Task instructions:
Only lines that contain the word "Instant" are to be returned from the data below.

Records for processing:
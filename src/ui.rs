//! Control panel wiring: room generation, furniture buttons, unit selection,
//! the snap and axis toggles, and export.

use crate::constants::*;
use crate::dom;
use instant::Instant;
use roomviz_core::{
    Dimensions, FurnitureKind, InputRouter, PlacementEngine, PlacementError, Room, Unit,
};
use std::cell::{Cell, RefCell};
use std::rc::Rc;
use wasm_bindgen::closure::Closure;
use wasm_bindgen::JsCast;
use web_sys as web;

pub struct Controls {
    pub router: Rc<RefCell<InputRouter>>,
    pub export_requested: Rc<Cell<bool>>,
    pub axis_visible: Rc<Cell<bool>>,
}

pub fn wire_controls(document: &web::Document, c: Controls) {
    let engine = c.router.borrow().engine().clone();

    let router = c.router.clone();
    dom::add_click_listener(document, GENERATE_ROOM_ID, move || generate_room(&router));

    let e = engine.clone();
    dom::add_click_listener(document, ADD_FURNITURE_ID, move || add_furniture(&e));

    let e = engine.clone();
    dom::add_click_listener(document, CLEAR_FURNITURE_ID, move || {
        e.borrow_mut().remove_all_objects();
        show_status("All furniture cleared");
    });

    let e = engine.clone();
    dom::add_click_listener(document, REMOVE_SELECTED_ID, move || {
        remove_selected(&e);
    });

    let e = engine.clone();
    dom::add_click_listener(document, SNAP_TOGGLE_ID, move || {
        let on = e.borrow_mut().toggle_snap();
        refresh_snap_button(on);
    });

    let axis = c.axis_visible.clone();
    dom::add_click_listener(document, AXIS_TOGGLE_ID, move || toggle_axis(&axis));

    let flag = c.export_requested.clone();
    dom::add_click_listener(document, EXPORT_IMAGE_ID, move || flag.set(true));

    let e = engine.clone();
    dom::add_change_listener(document, UNIT_SELECT_ID, move || change_unit(&e));

    let e = engine.clone();
    dom::add_change_listener(document, FURNITURE_TYPE_ID, move || {
        fill_default_dimensions(e.borrow().unit());
    });

    let eng = engine.borrow();
    fill_room_fields(&eng.room(), eng.unit());
    fill_default_dimensions(eng.unit());
    refresh_readout(&eng);
    refresh_snap_button(eng.snap_config().enabled);
    refresh_axis_button(c.axis_visible.get());
}

fn generate_room(router: &Rc<RefCell<InputRouter>>) {
    let Some(document) = dom::window_document() else {
        return;
    };
    let unit = router.borrow().engine().borrow().unit();
    let read = |id: &str| {
        dom::field_value(&document, id)
            .ok_or_else(|| PlacementError::InvalidLength(format!("#{id} missing")))
            .and_then(|v| unit.parse_length(&v))
    };
    let room = read(ROOM_WIDTH_ID).and_then(|w| {
        let l = read(ROOM_LENGTH_ID)?;
        let h = read(ROOM_HEIGHT_ID)?;
        Room::new(w, l, h)
    });
    match room {
        Ok(room) => {
            let removed = router.borrow_mut().set_room(room);
            if !removed.is_empty() {
                show_status(&format!(
                    "Removed {} object(s) outside the new room",
                    removed.len()
                ));
            }
            let r = router.borrow();
            refresh_readout(&r.engine().borrow());
        }
        Err(e) => {
            log::warn!("[room] {}", e);
            show_status("Room dimensions must be positive numbers");
        }
    }
}

/// Kind selected in the furniture dropdown; falls back to a plain box.
fn selected_kind(document: &web::Document) -> FurnitureKind {
    dom::field_value(document, FURNITURE_TYPE_ID)
        .and_then(|v| v.parse().ok())
        .unwrap_or(FurnitureKind::Box)
}

fn add_furniture(engine: &Rc<RefCell<PlacementEngine>>) {
    let Some(document) = dom::window_document() else {
        return;
    };
    let kind = selected_kind(&document);
    let unit = engine.borrow().unit();
    let read = |id: &str| {
        dom::field_value(&document, id).and_then(|v| unit.parse_length(&v).ok())
    };
    let dims = match (
        read(FURNITURE_WIDTH_ID),
        read(FURNITURE_HEIGHT_ID),
        read(FURNITURE_DEPTH_ID),
    ) {
        (Some(w), Some(h), Some(d)) => Some(Dimensions::new(w, h, d)),
        _ => {
            log::warn!("[place] unreadable size fields, using {} defaults", kind);
            None
        }
    };
    let result = engine
        .borrow_mut()
        .try_add_object_at(kind, dims, Instant::now());
    match result {
        Ok(_) => {}
        Err(PlacementError::CoolingDown { .. }) => {
            show_status("Please wait a moment before adding another object")
        }
        Err(e) => {
            log::warn!("[place] {}", e);
            show_status(&e.to_string());
        }
    }
}

pub fn remove_selected(engine: &Rc<RefCell<PlacementEngine>>) {
    if engine.borrow_mut().remove_selected().is_none() {
        show_status("Select an object first");
    }
}

fn change_unit(engine: &Rc<RefCell<PlacementEngine>>) {
    let Some(document) = dom::window_document() else {
        return;
    };
    let unit = dom::field_value(&document, UNIT_SELECT_ID)
        .and_then(|v| v.parse::<Unit>().ok())
        .unwrap_or_default();
    let mut eng = engine.borrow_mut();
    eng.set_unit(unit);
    fill_room_fields(&eng.room(), unit);
    fill_default_dimensions(unit);
    refresh_readout(&eng);
}

/// Write the room size into the room fields in the display unit.
fn fill_room_fields(room: &Room, unit: Unit) {
    let Some(document) = dom::window_document() else {
        return;
    };
    for (id, meters) in [
        (ROOM_WIDTH_ID, room.width),
        (ROOM_LENGTH_ID, room.length),
        (ROOM_HEIGHT_ID, room.height),
    ] {
        dom::set_field_value(&document, id, &format_field(unit.from_meters(meters)));
    }
}

fn fill_default_dimensions(unit: Unit) {
    let Some(document) = dom::window_document() else {
        return;
    };
    let dims = selected_kind(&document).default_dimensions();
    for (id, meters) in [
        (FURNITURE_WIDTH_ID, dims.width),
        (FURNITURE_HEIGHT_ID, dims.height),
        (FURNITURE_DEPTH_ID, dims.depth),
    ] {
        dom::set_field_value(&document, id, &format_field(unit.from_meters(meters)));
    }
}

#[inline]
fn format_field(value: f32) -> String {
    let s = format!("{:.2}", value);
    s.trim_end_matches('0').trim_end_matches('.').to_string()
}

pub fn refresh_readout(engine: &PlacementEngine) {
    if let Some(document) = dom::window_document() {
        dom::set_text(
            &document,
            DIMENSIONS_DISPLAY_ID,
            &engine.room().describe(engine.unit()),
        );
    }
}

pub fn refresh_snap_button(on: bool) {
    if let Some(document) = dom::window_document() {
        dom::set_text(
            &document,
            SNAP_TOGGLE_ID,
            if on { "Snap: On" } else { "Snap: Off" },
        );
        dom::set_class(&document, SNAP_TOGGLE_ID, "active", on);
    }
}

/// Flip axis visibility; the next frame rebuilds or drops the overlay.
pub fn toggle_axis(visible: &Cell<bool>) -> bool {
    let on = !visible.get();
    visible.set(on);
    log::info!("[axis] visible={}", on);
    refresh_axis_button(on);
    on
}

pub fn refresh_axis_button(on: bool) {
    if let Some(document) = dom::window_document() {
        dom::set_text(
            &document,
            AXIS_TOGGLE_ID,
            if on { "Hide Axis" } else { "Show Axis" },
        );
    }
}

/// Show a transient message under the controls.
pub fn show_status(message: &str) {
    let Some(window) = web::window() else {
        return;
    };
    let Some(document) = window.document() else {
        return;
    };
    log::info!("[ui] {}", message);
    dom::set_text(&document, STATUS_ID, message);
    let expected = message.to_string();
    let clear = Closure::once_into_js(move || {
        if let Some(d) = dom::window_document() {
            // a newer message may have replaced this one
            let current = d
                .get_element_by_id(STATUS_ID)
                .and_then(|el| el.text_content());
            if current.as_deref() == Some(expected.as_str()) {
                dom::set_text(&d, STATUS_ID, "");
            }
        }
    });
    _ = window.set_timeout_with_callback_and_timeout_and_arguments_0(
        clear.unchecked_ref(),
        STATUS_CLEAR_MS,
    );
}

Exercise answer:
use instant::Instant;
        .try_add_object_at(kind, dims, Instant::now());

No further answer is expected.